=== Available data ===

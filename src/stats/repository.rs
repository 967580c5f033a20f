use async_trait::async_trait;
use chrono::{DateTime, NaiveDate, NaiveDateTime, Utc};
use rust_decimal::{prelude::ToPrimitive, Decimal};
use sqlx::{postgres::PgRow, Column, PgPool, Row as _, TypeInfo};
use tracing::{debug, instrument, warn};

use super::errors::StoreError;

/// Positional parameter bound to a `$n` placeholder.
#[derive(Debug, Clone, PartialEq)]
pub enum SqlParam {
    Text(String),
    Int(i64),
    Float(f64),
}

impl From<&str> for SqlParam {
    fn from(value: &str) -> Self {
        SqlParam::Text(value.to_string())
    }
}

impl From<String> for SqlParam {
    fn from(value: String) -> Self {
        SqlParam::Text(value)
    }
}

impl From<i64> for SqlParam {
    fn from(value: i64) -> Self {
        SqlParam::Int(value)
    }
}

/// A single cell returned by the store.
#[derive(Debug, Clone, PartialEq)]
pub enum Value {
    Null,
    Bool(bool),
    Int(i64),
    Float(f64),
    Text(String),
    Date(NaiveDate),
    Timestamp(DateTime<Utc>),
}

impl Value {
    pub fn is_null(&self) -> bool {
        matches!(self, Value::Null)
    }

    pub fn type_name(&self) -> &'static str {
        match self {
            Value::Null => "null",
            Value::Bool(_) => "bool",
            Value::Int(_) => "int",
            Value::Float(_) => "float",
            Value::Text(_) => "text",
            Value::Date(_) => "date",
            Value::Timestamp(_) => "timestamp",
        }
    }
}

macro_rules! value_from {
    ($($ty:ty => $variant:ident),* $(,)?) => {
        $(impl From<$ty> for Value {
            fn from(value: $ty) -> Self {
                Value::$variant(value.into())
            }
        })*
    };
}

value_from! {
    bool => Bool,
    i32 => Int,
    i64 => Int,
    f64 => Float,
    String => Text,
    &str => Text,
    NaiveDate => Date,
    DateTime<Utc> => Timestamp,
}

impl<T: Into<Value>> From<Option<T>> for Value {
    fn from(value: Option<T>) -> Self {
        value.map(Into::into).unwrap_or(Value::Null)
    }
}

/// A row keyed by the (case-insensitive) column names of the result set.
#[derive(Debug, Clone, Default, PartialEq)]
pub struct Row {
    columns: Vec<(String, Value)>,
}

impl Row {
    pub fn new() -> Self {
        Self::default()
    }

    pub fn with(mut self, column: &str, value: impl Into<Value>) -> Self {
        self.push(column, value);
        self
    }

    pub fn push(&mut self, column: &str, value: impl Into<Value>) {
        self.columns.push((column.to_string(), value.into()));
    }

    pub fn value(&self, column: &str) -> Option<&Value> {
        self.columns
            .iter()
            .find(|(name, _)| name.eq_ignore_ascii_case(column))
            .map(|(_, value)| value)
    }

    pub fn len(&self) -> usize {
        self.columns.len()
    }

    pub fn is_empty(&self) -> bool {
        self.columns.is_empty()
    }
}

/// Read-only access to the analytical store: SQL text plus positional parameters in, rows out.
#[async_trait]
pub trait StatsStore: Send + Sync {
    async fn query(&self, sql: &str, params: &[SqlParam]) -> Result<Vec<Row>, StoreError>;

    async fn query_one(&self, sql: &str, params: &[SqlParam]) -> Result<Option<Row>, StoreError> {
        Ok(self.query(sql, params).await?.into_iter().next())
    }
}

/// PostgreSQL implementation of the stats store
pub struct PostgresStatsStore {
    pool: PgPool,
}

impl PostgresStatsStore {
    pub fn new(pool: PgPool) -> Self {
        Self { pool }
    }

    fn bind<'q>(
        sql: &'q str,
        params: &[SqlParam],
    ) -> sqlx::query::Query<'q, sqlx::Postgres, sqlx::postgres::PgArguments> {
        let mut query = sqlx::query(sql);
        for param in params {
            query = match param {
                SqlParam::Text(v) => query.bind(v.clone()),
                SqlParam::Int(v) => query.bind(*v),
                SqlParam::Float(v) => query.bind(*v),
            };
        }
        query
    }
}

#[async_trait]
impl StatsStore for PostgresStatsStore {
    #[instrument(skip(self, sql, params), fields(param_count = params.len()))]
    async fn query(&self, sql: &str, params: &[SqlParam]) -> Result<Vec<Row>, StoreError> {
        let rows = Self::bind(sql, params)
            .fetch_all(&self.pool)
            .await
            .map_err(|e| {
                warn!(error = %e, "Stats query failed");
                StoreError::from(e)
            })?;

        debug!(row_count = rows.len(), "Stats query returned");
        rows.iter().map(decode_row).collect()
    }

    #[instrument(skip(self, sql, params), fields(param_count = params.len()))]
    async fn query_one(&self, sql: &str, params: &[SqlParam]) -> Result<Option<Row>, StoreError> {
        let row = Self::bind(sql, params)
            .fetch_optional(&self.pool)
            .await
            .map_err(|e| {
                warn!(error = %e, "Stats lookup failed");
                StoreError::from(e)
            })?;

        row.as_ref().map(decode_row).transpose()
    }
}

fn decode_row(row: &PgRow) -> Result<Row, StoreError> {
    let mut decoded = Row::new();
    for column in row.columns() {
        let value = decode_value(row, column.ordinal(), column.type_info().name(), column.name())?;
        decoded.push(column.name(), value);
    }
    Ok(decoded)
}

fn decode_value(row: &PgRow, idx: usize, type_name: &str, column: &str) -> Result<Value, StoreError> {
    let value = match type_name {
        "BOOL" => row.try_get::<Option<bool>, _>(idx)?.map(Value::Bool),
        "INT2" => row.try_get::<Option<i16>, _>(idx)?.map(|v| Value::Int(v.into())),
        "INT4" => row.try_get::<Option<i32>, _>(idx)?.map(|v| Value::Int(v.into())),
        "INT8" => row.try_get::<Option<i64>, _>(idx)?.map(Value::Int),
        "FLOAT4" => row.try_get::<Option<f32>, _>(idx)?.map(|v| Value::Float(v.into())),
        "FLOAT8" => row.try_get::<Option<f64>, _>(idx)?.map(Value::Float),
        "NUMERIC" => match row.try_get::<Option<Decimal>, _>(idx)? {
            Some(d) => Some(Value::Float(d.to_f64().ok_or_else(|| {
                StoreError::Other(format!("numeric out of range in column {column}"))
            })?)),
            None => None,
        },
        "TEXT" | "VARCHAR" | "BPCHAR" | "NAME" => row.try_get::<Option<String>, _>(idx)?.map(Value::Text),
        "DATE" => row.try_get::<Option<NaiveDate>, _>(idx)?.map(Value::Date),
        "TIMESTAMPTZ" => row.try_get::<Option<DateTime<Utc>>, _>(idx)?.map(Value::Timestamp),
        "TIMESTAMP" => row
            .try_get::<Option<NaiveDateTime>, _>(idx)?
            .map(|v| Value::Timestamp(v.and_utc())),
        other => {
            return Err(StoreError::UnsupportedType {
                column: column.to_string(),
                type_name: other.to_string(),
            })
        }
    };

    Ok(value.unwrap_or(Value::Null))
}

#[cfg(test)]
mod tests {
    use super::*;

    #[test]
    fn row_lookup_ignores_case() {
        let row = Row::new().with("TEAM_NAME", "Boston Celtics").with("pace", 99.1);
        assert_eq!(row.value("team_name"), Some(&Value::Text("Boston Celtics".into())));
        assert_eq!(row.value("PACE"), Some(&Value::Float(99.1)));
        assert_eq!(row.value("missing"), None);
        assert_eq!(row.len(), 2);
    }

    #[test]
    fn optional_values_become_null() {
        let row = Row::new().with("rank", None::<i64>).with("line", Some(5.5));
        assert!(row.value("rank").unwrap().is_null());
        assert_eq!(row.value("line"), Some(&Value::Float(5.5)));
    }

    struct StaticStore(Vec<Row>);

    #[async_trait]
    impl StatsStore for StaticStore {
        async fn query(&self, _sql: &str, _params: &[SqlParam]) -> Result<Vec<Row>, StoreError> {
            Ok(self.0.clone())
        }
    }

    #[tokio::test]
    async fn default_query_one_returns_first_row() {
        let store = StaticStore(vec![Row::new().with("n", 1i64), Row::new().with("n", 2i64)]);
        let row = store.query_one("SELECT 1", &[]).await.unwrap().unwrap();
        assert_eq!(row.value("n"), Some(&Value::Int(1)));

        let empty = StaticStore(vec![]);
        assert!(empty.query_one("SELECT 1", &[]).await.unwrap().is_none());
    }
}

===

Whenever the string "variant" shows up in a line above, copy that line.

    ($($ty:ty => $variant:ident),* $(,)?) => {
                Value::$variant(value.into())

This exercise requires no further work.